┌────────

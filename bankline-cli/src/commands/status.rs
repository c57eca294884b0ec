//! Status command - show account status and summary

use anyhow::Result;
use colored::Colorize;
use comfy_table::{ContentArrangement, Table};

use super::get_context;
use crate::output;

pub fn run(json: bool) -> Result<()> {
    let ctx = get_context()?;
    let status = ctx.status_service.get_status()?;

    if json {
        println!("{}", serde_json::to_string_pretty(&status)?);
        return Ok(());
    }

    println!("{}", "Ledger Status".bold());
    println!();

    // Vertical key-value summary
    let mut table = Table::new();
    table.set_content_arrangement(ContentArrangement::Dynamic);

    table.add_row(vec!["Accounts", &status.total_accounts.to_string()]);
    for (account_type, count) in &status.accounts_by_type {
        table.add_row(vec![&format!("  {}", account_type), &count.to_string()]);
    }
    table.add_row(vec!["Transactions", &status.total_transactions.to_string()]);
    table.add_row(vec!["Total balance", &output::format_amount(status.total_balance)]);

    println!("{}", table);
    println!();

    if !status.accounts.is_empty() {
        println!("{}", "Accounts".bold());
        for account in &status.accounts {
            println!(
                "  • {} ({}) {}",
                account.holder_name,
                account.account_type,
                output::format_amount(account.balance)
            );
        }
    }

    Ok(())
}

└────────
┌────────

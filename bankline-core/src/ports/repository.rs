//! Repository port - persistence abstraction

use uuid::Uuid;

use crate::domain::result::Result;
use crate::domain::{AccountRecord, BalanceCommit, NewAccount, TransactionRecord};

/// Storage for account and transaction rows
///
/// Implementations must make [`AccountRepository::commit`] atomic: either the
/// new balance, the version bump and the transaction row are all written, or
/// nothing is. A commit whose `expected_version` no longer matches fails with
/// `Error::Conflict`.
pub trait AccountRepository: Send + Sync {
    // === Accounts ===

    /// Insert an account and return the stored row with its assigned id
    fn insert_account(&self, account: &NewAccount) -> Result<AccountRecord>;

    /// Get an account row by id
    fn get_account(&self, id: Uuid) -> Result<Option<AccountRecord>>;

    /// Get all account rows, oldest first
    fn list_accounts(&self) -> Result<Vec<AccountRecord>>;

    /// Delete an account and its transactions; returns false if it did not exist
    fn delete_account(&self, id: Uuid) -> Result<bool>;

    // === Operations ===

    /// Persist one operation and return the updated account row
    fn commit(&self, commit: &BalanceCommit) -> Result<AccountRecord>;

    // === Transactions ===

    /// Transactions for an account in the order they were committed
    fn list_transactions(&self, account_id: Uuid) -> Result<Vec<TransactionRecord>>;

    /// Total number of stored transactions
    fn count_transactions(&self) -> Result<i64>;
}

└────────
┌────────

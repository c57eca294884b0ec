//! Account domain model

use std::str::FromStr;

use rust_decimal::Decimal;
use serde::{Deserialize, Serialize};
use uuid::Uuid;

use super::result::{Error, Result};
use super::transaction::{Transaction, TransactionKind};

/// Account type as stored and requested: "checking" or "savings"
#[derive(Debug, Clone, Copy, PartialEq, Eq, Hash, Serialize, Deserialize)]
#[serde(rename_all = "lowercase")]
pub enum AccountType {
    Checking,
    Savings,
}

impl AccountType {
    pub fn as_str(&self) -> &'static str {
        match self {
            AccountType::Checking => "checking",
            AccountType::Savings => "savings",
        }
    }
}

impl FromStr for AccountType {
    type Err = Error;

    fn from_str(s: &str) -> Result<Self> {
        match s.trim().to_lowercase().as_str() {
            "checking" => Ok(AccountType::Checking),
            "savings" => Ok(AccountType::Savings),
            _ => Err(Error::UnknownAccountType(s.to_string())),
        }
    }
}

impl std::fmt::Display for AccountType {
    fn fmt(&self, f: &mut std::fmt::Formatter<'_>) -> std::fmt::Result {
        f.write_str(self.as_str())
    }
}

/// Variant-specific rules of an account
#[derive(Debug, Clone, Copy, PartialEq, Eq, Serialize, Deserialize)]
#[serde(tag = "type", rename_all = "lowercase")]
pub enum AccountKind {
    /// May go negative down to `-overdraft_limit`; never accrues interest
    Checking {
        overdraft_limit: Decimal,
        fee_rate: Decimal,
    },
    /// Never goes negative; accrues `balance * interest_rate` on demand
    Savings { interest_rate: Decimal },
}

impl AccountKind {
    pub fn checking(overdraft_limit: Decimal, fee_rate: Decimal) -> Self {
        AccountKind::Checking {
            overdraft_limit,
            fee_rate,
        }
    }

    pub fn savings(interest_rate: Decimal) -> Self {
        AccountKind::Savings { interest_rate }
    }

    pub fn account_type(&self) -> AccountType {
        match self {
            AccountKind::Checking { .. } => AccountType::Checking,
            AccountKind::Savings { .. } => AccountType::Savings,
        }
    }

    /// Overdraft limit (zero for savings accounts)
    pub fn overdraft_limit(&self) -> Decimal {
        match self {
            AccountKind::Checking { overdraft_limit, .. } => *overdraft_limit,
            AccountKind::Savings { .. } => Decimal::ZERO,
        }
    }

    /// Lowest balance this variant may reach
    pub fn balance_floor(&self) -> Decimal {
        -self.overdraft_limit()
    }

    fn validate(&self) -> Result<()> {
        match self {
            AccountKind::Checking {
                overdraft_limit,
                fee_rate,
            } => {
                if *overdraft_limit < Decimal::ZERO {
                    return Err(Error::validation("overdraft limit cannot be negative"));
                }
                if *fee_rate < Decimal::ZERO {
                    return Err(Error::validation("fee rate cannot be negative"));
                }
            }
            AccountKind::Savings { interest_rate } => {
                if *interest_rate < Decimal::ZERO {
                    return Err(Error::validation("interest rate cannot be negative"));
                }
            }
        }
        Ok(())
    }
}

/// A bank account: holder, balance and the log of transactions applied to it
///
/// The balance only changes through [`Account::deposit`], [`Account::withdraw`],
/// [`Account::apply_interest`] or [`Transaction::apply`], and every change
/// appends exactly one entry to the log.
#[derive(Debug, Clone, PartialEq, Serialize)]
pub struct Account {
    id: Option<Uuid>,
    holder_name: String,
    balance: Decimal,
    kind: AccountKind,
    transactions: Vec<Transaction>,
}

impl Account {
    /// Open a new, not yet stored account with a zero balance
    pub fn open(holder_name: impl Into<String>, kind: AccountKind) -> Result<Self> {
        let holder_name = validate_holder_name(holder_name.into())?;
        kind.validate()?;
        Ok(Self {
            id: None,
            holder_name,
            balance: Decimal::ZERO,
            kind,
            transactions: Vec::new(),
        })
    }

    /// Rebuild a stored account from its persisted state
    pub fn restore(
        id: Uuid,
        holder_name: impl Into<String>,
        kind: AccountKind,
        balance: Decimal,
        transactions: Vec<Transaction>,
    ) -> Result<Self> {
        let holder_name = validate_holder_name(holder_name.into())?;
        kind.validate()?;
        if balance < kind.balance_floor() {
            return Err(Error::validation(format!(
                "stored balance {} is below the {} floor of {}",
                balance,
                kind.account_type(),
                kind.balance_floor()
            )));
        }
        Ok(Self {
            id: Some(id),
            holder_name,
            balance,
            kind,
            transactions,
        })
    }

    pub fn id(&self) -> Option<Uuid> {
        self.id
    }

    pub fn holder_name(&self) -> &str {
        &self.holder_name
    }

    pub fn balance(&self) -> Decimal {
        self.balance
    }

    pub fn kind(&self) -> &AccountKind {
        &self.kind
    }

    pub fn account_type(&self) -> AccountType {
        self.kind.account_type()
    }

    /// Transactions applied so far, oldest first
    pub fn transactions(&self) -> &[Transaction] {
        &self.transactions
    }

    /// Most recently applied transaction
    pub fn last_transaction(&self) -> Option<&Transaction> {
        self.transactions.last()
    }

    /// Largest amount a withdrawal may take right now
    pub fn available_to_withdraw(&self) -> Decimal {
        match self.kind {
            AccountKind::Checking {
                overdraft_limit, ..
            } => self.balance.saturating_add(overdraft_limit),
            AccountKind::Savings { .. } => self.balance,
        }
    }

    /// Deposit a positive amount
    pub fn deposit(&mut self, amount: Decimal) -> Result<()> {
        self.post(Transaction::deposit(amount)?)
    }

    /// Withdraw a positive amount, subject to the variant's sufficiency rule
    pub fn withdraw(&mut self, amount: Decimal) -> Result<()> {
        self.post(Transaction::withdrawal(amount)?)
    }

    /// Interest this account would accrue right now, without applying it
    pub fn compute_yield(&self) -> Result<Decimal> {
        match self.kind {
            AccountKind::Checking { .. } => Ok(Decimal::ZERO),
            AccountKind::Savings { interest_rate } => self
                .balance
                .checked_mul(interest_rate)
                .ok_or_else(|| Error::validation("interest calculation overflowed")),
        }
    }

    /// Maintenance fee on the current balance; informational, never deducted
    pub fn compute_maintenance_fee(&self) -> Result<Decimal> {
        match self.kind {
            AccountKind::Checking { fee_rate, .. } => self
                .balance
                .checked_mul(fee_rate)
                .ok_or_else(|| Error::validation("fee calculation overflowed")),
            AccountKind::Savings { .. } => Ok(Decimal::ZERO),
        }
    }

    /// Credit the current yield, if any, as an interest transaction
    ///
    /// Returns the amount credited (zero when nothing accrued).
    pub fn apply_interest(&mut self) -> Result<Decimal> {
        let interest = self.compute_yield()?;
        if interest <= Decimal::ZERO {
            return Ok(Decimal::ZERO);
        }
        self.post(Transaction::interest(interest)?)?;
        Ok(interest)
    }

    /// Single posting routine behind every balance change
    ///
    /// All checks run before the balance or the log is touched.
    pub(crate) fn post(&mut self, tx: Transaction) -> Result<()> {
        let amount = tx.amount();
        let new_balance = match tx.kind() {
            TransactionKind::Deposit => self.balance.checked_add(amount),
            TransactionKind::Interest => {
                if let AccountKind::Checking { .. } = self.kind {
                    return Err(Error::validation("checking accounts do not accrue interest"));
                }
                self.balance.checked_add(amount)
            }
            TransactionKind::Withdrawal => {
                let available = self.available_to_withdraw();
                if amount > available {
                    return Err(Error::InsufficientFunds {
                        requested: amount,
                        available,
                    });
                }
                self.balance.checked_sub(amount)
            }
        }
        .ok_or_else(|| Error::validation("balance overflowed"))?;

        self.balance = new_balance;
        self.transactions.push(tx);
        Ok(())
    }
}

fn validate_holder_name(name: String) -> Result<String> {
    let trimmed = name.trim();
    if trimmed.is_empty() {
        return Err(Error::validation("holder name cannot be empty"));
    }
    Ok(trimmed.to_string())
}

└────────

### [Problem statement]
Looking at the listing above, count every line in which the string "nothing" appears, and give only that count.

### [Expected answer]
2